> [What you are asked to do]: Search the entries below for the word "stored" and copy each line that has it.

> [Source data]:
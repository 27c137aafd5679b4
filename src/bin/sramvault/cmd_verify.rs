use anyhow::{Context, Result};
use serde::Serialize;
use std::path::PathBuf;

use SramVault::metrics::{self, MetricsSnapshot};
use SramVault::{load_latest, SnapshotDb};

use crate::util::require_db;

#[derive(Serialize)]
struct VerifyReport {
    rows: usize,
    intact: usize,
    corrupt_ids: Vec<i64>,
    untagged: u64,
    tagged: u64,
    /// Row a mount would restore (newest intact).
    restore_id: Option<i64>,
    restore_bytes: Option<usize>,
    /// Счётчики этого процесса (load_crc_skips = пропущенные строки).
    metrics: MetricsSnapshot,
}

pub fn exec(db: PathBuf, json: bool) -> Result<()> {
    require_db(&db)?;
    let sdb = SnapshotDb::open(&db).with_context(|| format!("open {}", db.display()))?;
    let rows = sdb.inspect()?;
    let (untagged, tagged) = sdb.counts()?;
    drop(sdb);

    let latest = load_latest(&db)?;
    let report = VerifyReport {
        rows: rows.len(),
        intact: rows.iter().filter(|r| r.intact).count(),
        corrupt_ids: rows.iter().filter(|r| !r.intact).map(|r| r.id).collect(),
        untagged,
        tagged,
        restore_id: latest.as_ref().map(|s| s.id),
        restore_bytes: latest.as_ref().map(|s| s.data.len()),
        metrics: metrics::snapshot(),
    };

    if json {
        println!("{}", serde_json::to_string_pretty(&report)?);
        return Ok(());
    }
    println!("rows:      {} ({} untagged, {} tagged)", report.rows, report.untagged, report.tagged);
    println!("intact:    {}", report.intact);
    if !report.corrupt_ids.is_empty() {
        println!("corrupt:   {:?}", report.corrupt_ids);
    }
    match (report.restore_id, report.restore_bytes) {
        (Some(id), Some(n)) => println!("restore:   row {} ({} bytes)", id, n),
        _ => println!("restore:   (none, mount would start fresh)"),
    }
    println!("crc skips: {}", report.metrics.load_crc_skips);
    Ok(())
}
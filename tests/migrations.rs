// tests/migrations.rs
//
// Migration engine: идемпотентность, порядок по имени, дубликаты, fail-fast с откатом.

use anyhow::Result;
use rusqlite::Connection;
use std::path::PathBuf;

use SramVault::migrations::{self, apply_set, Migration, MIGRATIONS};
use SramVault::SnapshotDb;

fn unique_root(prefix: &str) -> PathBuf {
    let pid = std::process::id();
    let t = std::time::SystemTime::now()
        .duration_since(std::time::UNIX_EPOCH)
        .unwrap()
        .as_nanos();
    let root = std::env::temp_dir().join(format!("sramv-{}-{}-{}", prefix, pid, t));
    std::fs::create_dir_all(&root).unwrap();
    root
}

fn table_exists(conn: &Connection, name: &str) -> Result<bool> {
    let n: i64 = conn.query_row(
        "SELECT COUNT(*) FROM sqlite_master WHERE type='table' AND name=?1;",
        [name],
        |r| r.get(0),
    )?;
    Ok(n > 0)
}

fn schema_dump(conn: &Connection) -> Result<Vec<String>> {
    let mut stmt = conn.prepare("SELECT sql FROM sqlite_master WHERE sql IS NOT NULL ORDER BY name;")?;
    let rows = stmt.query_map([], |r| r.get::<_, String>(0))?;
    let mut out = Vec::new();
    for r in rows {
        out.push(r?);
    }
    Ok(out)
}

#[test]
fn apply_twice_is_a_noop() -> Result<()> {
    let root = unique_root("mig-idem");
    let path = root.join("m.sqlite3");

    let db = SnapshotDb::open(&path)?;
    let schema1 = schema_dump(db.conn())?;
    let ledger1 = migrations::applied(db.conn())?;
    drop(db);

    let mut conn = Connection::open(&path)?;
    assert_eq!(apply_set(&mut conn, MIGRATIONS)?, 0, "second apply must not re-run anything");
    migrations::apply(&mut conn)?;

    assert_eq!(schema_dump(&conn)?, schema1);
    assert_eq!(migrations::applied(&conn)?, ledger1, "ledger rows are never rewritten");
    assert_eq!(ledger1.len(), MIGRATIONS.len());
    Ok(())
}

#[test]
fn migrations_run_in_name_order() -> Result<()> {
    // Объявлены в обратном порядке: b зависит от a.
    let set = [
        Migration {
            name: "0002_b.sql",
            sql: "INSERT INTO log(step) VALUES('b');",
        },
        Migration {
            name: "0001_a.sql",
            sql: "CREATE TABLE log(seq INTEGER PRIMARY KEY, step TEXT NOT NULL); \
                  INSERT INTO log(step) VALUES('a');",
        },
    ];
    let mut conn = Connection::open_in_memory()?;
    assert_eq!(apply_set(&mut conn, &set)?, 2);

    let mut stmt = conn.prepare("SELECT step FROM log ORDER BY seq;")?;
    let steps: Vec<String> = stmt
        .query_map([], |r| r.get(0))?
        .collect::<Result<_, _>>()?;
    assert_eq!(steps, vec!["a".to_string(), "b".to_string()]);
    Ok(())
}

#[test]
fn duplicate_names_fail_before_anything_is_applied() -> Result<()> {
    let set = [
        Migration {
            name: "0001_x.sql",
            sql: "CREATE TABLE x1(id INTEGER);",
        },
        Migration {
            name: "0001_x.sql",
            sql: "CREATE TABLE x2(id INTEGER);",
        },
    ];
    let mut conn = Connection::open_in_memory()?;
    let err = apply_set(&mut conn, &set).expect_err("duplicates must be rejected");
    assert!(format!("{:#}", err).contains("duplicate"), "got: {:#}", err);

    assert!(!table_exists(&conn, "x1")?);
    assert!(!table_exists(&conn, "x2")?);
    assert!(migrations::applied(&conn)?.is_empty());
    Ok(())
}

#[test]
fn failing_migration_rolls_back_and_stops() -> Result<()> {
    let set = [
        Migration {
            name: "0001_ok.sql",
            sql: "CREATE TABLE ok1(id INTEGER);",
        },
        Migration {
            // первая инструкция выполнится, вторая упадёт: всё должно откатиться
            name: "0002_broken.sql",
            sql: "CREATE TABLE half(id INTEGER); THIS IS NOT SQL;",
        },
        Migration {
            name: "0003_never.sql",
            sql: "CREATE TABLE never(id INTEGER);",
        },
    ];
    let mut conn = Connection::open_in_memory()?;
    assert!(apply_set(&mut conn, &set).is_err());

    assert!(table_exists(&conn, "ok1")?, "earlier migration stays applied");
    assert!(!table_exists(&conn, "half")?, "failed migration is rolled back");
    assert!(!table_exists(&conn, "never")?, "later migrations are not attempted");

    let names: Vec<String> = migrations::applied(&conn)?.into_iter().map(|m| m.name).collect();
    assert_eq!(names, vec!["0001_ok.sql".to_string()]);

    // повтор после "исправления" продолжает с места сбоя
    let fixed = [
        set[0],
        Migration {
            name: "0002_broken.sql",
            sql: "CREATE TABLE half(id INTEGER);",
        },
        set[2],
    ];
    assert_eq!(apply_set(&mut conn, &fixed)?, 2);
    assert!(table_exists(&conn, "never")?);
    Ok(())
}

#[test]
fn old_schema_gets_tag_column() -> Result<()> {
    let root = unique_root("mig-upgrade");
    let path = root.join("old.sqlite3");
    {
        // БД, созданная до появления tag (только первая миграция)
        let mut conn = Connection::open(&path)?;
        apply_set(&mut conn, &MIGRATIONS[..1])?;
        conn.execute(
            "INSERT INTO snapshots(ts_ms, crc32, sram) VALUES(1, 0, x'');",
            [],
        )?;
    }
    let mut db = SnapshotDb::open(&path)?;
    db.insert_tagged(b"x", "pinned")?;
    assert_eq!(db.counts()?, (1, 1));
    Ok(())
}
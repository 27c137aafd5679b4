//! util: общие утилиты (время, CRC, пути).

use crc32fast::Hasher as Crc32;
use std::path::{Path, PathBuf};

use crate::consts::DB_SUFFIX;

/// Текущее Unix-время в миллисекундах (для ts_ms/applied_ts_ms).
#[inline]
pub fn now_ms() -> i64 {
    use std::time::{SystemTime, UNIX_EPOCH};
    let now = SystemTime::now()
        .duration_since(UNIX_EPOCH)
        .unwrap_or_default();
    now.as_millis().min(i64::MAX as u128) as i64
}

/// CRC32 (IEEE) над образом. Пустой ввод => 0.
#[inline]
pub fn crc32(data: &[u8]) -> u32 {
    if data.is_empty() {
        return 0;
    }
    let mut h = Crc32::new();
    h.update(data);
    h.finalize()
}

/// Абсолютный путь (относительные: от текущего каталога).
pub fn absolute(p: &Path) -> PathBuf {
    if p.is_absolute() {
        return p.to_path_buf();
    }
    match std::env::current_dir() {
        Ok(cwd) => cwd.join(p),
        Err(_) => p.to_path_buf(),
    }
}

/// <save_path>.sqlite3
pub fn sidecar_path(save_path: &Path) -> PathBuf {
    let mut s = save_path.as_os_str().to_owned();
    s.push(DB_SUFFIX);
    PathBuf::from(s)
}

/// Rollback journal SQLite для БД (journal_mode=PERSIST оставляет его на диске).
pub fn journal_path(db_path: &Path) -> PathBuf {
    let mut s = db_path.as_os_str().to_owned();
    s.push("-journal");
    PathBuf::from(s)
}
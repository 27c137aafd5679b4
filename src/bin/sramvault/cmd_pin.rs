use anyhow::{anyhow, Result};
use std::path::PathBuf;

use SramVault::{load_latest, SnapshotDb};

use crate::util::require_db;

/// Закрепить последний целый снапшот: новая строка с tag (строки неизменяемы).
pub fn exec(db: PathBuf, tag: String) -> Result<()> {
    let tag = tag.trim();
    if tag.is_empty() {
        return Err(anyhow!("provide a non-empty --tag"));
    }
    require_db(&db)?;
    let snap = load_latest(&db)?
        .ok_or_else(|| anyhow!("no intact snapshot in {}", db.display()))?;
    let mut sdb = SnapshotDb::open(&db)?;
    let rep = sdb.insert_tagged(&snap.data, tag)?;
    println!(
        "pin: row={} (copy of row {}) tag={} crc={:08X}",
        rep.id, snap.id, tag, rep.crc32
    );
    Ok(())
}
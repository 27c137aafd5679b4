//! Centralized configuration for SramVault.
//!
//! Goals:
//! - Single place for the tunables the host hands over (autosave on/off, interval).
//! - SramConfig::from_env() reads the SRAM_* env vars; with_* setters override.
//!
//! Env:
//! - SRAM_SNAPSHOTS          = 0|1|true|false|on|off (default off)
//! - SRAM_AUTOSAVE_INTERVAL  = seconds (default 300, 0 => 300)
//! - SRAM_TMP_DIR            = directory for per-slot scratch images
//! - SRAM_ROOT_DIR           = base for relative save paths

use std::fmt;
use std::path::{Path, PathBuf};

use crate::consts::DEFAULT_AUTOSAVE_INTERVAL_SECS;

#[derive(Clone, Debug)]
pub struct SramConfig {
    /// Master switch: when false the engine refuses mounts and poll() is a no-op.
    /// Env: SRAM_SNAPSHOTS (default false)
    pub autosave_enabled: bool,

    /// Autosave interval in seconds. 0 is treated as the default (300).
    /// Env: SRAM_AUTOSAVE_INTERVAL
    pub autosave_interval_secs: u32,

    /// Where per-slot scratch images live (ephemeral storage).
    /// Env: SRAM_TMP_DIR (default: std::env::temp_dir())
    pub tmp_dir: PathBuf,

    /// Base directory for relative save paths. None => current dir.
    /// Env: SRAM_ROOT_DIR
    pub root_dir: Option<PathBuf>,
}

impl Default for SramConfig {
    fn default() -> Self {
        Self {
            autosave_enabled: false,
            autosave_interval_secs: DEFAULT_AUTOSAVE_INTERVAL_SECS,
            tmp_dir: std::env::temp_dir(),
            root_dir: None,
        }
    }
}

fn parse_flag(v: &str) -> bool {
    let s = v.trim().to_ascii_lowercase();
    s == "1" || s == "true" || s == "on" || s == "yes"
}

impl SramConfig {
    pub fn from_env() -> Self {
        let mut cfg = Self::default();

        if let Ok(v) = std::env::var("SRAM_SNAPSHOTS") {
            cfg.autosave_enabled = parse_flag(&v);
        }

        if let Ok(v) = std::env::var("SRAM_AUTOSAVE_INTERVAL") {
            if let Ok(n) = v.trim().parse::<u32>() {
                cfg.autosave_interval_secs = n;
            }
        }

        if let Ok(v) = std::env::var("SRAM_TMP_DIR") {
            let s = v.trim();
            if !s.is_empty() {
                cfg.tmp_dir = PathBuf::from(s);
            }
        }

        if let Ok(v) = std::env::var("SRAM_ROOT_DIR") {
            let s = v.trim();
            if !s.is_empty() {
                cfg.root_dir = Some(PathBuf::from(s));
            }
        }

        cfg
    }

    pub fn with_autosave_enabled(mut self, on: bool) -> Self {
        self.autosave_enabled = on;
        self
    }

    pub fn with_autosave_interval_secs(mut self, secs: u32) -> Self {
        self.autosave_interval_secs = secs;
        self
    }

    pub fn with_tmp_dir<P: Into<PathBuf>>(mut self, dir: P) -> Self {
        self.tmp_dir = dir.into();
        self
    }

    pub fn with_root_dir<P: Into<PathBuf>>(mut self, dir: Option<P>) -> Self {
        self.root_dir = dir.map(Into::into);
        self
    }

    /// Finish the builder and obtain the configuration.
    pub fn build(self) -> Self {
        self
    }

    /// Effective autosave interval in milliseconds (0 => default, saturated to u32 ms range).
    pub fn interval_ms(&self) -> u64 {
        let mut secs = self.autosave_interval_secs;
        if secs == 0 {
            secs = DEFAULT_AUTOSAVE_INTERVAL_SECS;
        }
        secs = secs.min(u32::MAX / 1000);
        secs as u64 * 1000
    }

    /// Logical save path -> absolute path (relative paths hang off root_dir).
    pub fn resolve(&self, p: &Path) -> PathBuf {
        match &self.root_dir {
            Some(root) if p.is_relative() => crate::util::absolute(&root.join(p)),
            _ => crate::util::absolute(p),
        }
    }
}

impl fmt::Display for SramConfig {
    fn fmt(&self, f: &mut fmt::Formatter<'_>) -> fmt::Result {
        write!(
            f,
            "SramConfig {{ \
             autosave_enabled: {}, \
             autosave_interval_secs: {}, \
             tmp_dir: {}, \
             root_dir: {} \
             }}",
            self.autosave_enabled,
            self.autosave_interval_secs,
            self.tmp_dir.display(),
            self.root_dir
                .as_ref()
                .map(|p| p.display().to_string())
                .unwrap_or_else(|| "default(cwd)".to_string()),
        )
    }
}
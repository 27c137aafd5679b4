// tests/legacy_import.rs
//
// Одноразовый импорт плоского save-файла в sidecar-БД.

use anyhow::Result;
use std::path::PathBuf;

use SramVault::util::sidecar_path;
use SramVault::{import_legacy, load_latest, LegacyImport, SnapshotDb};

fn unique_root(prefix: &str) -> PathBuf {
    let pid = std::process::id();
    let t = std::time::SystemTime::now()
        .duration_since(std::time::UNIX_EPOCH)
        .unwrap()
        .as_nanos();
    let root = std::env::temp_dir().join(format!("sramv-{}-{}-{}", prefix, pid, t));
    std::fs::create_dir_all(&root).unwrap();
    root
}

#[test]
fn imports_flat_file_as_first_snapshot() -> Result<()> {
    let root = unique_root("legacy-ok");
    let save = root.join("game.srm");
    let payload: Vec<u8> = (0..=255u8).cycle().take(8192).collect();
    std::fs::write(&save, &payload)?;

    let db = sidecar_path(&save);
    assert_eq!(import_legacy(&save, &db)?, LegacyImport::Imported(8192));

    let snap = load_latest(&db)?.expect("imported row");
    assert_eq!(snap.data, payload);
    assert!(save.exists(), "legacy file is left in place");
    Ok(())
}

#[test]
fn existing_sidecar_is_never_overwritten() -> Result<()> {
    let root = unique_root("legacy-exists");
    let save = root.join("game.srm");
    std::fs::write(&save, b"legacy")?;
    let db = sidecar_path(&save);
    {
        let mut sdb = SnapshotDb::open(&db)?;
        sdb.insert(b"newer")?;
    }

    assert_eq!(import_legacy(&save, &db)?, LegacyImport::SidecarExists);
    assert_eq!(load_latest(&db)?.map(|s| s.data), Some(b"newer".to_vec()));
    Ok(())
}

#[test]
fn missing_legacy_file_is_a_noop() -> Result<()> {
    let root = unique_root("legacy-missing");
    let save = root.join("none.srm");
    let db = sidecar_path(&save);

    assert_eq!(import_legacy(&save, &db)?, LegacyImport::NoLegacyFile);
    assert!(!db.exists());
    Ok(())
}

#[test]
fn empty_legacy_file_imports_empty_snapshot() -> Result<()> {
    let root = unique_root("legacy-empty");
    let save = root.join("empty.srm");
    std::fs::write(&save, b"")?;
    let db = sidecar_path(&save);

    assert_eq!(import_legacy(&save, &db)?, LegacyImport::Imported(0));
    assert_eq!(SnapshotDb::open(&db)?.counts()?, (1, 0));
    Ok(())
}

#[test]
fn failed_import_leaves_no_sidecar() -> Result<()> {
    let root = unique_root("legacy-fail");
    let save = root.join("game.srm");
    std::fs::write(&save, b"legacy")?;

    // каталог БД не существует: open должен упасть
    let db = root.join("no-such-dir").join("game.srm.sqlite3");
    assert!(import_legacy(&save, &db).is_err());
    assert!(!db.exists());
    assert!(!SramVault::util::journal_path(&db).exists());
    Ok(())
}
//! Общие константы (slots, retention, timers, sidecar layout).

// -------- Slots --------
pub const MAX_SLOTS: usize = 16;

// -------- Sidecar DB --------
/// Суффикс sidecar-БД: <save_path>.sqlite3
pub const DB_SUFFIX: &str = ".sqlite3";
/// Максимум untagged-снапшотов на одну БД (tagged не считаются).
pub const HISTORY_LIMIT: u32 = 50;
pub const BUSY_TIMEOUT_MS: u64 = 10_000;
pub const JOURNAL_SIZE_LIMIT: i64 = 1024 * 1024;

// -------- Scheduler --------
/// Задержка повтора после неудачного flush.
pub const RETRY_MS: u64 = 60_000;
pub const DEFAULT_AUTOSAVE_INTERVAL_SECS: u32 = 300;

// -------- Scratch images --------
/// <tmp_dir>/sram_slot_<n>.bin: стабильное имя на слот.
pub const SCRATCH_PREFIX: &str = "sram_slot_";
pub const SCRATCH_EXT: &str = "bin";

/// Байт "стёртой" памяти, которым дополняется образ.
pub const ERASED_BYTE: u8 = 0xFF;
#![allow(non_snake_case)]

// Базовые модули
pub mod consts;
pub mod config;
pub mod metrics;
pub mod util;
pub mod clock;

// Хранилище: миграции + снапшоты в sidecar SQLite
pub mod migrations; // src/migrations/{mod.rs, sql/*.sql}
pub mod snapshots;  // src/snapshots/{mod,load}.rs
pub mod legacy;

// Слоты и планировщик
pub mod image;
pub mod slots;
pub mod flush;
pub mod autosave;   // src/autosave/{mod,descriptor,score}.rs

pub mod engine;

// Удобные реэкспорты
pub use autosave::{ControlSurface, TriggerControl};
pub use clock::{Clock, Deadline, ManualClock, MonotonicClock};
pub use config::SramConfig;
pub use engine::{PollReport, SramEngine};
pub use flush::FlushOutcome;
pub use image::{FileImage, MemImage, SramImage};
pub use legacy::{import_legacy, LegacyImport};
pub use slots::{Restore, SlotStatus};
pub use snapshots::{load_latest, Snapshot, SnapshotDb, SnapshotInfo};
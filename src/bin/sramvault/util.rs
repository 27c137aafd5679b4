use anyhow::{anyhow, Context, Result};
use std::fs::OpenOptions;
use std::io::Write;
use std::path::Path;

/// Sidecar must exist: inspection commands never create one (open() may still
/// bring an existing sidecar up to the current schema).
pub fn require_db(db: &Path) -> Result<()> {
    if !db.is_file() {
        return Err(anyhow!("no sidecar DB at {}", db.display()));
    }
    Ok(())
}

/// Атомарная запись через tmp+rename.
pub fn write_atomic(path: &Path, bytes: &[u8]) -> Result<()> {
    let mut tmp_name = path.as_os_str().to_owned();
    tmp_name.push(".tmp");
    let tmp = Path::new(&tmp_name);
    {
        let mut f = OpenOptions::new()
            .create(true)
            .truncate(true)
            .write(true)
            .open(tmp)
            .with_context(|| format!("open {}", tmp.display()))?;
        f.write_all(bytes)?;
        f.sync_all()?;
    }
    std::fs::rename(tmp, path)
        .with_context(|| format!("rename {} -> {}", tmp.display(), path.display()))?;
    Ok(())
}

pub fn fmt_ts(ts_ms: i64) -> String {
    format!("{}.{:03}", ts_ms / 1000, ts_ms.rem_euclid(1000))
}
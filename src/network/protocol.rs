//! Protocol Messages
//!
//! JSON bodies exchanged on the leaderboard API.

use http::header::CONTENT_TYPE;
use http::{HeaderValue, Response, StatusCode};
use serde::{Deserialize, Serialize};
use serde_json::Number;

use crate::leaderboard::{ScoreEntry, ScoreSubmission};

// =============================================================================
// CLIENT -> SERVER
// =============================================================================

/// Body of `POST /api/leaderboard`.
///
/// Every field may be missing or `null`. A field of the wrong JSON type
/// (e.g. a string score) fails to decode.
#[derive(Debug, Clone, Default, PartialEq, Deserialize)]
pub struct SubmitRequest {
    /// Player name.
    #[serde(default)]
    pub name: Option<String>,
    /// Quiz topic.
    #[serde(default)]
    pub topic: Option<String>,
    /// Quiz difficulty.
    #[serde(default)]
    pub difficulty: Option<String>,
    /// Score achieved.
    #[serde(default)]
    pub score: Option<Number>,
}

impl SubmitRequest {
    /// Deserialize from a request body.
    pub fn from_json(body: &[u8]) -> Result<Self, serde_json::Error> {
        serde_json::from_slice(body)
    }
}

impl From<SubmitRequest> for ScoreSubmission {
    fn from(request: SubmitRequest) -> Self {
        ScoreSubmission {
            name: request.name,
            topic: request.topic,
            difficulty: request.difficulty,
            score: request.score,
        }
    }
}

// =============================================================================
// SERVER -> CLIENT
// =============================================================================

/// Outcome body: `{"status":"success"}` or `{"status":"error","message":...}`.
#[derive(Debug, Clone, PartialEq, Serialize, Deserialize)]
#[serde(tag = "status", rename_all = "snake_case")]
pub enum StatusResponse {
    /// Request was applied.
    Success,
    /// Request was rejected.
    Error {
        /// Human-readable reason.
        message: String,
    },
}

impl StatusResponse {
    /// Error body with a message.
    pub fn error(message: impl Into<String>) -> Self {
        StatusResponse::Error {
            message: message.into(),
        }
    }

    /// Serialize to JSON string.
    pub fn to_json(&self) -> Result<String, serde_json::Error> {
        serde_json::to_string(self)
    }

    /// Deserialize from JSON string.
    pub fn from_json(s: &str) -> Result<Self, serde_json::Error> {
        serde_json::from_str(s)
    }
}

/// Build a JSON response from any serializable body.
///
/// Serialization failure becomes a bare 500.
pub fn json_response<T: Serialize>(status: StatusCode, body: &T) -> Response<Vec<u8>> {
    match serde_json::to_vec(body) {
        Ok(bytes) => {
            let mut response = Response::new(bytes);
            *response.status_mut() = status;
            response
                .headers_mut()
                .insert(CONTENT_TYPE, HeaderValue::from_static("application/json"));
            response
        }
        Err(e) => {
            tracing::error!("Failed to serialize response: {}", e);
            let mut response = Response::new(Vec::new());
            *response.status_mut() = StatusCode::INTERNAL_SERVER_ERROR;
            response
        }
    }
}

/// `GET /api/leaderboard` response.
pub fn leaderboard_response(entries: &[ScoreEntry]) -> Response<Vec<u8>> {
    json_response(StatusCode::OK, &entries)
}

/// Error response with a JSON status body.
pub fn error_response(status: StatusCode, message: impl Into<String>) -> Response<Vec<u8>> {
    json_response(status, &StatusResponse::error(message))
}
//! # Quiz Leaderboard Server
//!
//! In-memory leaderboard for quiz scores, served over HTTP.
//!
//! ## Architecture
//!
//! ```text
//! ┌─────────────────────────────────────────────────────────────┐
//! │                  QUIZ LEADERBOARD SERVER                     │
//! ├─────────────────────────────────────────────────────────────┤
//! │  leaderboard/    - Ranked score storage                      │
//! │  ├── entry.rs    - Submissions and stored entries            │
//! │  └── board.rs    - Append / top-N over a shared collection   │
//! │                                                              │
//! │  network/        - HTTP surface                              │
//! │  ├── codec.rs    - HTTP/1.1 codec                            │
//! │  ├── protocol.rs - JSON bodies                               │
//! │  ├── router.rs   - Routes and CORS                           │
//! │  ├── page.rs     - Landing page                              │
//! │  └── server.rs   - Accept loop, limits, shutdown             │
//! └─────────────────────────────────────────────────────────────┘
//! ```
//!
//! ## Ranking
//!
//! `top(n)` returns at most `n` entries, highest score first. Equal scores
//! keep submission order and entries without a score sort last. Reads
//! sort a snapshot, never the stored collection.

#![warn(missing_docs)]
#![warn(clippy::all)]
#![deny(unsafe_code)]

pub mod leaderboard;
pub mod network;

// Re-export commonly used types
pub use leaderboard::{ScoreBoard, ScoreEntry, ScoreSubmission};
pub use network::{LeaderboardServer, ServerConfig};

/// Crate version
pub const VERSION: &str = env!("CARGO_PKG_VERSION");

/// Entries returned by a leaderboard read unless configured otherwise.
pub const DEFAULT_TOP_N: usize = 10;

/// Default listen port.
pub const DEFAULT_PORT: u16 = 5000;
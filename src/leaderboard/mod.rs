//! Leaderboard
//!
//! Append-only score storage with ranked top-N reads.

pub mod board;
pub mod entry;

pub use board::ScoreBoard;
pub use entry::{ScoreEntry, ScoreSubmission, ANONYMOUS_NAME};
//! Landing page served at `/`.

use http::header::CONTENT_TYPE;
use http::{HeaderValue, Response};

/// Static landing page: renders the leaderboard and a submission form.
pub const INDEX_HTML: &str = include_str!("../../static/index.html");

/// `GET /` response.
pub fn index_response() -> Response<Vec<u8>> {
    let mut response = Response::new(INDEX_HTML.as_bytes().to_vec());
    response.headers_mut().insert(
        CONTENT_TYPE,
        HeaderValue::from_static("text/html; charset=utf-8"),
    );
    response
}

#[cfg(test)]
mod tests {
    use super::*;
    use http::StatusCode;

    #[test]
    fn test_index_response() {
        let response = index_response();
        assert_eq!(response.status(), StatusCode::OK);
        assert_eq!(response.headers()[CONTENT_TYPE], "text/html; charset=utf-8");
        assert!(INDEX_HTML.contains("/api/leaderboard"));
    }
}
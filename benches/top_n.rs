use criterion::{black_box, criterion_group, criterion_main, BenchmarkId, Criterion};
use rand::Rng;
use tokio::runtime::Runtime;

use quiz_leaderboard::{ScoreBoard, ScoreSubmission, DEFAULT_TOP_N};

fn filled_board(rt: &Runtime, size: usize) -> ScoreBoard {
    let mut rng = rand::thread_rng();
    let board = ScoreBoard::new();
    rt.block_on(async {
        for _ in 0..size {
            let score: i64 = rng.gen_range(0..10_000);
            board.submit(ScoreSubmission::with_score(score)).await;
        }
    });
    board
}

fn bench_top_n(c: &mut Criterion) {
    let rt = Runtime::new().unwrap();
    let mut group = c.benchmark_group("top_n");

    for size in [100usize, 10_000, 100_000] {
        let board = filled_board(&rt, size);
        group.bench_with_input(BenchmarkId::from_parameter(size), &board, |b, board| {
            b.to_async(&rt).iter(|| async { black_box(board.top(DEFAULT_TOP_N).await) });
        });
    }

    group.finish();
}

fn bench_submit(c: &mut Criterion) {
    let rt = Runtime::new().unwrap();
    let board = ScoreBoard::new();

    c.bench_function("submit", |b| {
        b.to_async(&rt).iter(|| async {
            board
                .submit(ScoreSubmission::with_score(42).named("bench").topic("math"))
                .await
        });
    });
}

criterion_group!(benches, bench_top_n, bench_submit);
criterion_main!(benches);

> [Solution for this problem]:
//! │  ├── entry.rs    - Submissions and stored entries            │
//! sort a snapshot, never the stored collection.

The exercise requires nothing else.